Complex spatiotemporal changes in intracellular Ca2+ were monitored in an immortalized human myometrial cell line (PHM1-41) and first-passage human myometrial cells after oxytocin stimulation (1. 0-1000 nM). Laser cytometry revealed intracellular Ca2+ oscillations in both culture systems starting at 1.0 nM, which were followed by repetitive Ca2+ transients by 10-15 min that lasted for at least 90 min. The amplitude of the initial Ca2+ spike was dose dependent, while the frequency of Ca2+ oscillations identified by Fast Fourier Transform (FFT) tended to increase with dose. Removal of oxytocin resulted in termination of oscillations. Analysis of the sources of the Ca2+ involved in oscillations indicated that the major contribution to oscillation frequencies of </= 6 mHz in cells was from the inositol 1,4,5-trisphosphate-sensitive pool, accounting for about 60% of the frequencies. Most of the remaining frequencies were attributable to extracellular Ca2+, which presumably comes from plasma membrane channels other than L-type channels.

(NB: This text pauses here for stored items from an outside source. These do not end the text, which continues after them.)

//! Authentication error types.

use thiserror::Error;

use crate::db::RepositoryError;

/// Errors that can occur during authentication and account operations.
#[derive(Debug, Error)]
pub enum AuthError {
    /// Invalid email format.
    #[error("invalid email: {0}")]
    InvalidEmail(#[from] carmart_core::EmailError),

    /// A required field was absent or blank.
    #[error("missing required field: {0}")]
    MissingField(&'static str),

    /// Invalid credentials (wrong password or unknown email).
    #[error("invalid credentials")]
    InvalidCredentials,

    /// Email already registered.
    #[error("user already exists")]
    UserAlreadyExists,

    /// Password too weak or invalid.
    #[error("password validation failed: {0}")]
    WeakPassword(String),

    /// No credential on the request.
    #[error("no token")]
    MissingToken,

    /// Credential present but unusable (bad signature, expired, malformed).
    #[error("invalid token")]
    InvalidToken,

    /// Credential valid but the account no longer exists.
    #[error("user not found")]
    UserNotFound,

    /// Authenticated but not an admin.
    #[error("admin role required")]
    NotAdmin,

    /// Token signing failed.
    #[error("token error: {0}")]
    Token(#[from] jsonwebtoken::errors::Error),

    /// Repository/database error.
    #[error("database error: {0}")]
    Repository(#[from] RepositoryError),

    /// Password hashing error.
    #[error("password hashing error")]
    PasswordHash,
}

When oscillation frequencies exceeded 6 mHz, a significant contribution from a ryanodine-sensitive Ca2+ pool was detected. Eight-bromo-cAMP suppressed both the initial Ca2+ spike and the long-term oscillations. Prostaglandin E1 and E2 caused a significant increase in the frequency of oxytocin-induced Ca2+ oscillations. FFT analysis may be of considerable value for study of the mechanisms of rhythmic Ca2+ transients and their function in myometrial cells, as well as the mechanisms by which uterotonins and tocolytic agents impact myometrial Ca2+ regulation.